The old man has been through hell recently, a streak of health problems that have taken their toll in energy and attitude. Throughout the many years I've known him, Louie has been vigorous and gregarious, never betraying self-pity, almost always in fine health and mindful of it.
Now, he's the focus of attention as all around him, relatives and the staff at the nursing center, want him to recover from the pile-up of health setbacks that have left him understandably melancholy and quietly angry; he doesn't like that people have to make a fuss about him.
"Come on now, my Louie," the PT says, helping bend his right leg and flex his ankle.
He needs to keep the blood circulating, needs to use the muscles, needs to get up from the bed and take a walk, even if it hurts.
And he needs to do this correctly so that he doesn't fall again.
He needs to turn his body the right way, get into a sitting position, then stand - all without leaning on the walker by his bed.
"You see that," the PT says, shaking the aluminum walker. "That's not something you can lean on to get up.
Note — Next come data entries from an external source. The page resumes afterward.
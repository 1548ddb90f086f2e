//! Run-time tuning: concurrency, timeouts and retry policy.
//!
//! Both structs deserialize from the `[run]` and `[retry]` tables of the
//! configuration file. Every field has a default so a partial table is valid.

use std::time::Duration;

use rand::Rng;
use serde::{Deserialize, Serialize};

use baseline_contracts::error::{BaselineError, BaselineResult};

/// Scheduling limits for one run.
#[derive(Debug, Clone, PartialEq, Serialize, Deserialize)]
#[serde(default)]
pub struct RunSettings {
    /// Maximum number of concurrent inspections.
    pub max_concurrency: usize,
    /// Per-call timeout for every collaborator request.
    pub call_timeout_secs: u64,
    /// Overall deadline for the run.
    pub run_deadline_secs: u64,
}

impl Default for RunSettings {
    fn default() -> Self {
        Self {
            max_concurrency: 4,
            call_timeout_secs: 30,
            run_deadline_secs: 900,
        }
    }
}

impl RunSettings {
    pub fn call_timeout(&self) -> Duration {
        Duration::from_secs(self.call_timeout_secs)
    }

    pub fn run_deadline(&self) -> Duration {
        Duration::from_secs(self.run_deadline_secs)
    }

    pub fn validate(&self) -> BaselineResult<()> {
        if self.max_concurrency == 0 {
            return Err(BaselineError::ConfigError {
                reason: "run.max_concurrency must be at least 1".to_string(),
            });
        }
        if self.call_timeout_secs == 0 {
            return Err(BaselineError::ConfigError {
                reason: "run.call_timeout_secs must be at least 1".to_string(),
            });
        }
        if self.run_deadline_secs < self.call_timeout_secs {
            return Err(BaselineError::ConfigError {
                reason: "run.run_deadline_secs must not be shorter than run.call_timeout_secs"
                    .to_string(),
            });
        }
        Ok(())
    }
}

/// Bounded exponential backoff for retryable apply failures.
#[derive(Debug, Clone, PartialEq, Serialize, Deserialize)]
#[serde(default)]
pub struct RetryPolicy {
    /// Total attempts including the first one.
    pub max_attempts: u32,
    /// Delay before the second attempt.
    pub base_delay_ms: u64,
    /// Multiplier applied to the delay after every further attempt.
    pub factor: f64,
    /// Relative jitter: 0.2 spreads each delay over ±20%.
    pub jitter: f64,
}

impl Default for RetryPolicy {
    fn default() -> Self {
        Self {
            max_attempts: 3,
            base_delay_ms: 1_000,
            factor: 2.0,
            jitter: 0.2,
        }
    }
}

impl RetryPolicy {
    /// Un-jittered delay to wait after failed attempt number `attempt`
    /// (1-based): base, base·factor, base·factor², …
    pub fn delay_after(&self, attempt: u32) -> Duration {
        let exponent = attempt.saturating_sub(1) as i32;
        let ms = self.base_delay_ms as f64 * self.factor.powi(exponent);
        Duration::from_millis(ms.max(0.0) as u64)
    }

    /// `delay_after(attempt)` with random jitter applied.
    pub fn jittered_delay_after(&self, attempt: u32) -> Duration {
        let delay = self.delay_after(attempt);
        if self.jitter <= 0.0 || delay.is_zero() {
            return delay;
        }
        let spread = rand::rng().random_range(-self.jitter..=self.jitter);
        let ms = (delay.as_millis() as f64 * (1.0 + spread)).max(0.0) as u64;
        Duration::from_millis(ms)
    }

    pub fn validate(&self) -> BaselineResult<()> {
        if self.max_attempts == 0 {
            return Err(BaselineError::ConfigError {
                reason: "retry.max_attempts must be at least 1".to_string(),
            });
        }
        if self.factor < 1.0 {
            return Err(BaselineError::ConfigError {
                reason: "retry.factor must be at least 1.0".to_string(),
            });
        }
        if !(0.0..1.0).contains(&self.jitter) {
            return Err(BaselineError::ConfigError {
                reason: "retry.jitter must be in [0.0, 1.0)".to_string(),
            });
        }
        Ok(())
    }
}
It's not sturdy."
She wants him to place his hands on the bed and push off, "nose over toes," and then, once erect, use the walker to travel. But it's a slow process, getting Louie to do this. He groans and whimpers a bit because his back hurts. The whole time, the therapist is patient, polite and just persistent enough, until she gets what she wants.
Here we are again, baby boomers watching the Greatest Generation struggle through aging and illness. Here we are, off the fast-moving highway of our busy lives, sitting by the bed and providing a little company, a sympathetic ear, an encouraging word. Many of us will be here someday.
You can't help but think that as you watch the old man struggle through his exercises, and you can't fight the melancholy that sets in. You accept it; it's human to do so, to quietly curse the passage of time and wish we could all be forever as we were - vigorous and gregarious, healthy and full of the future.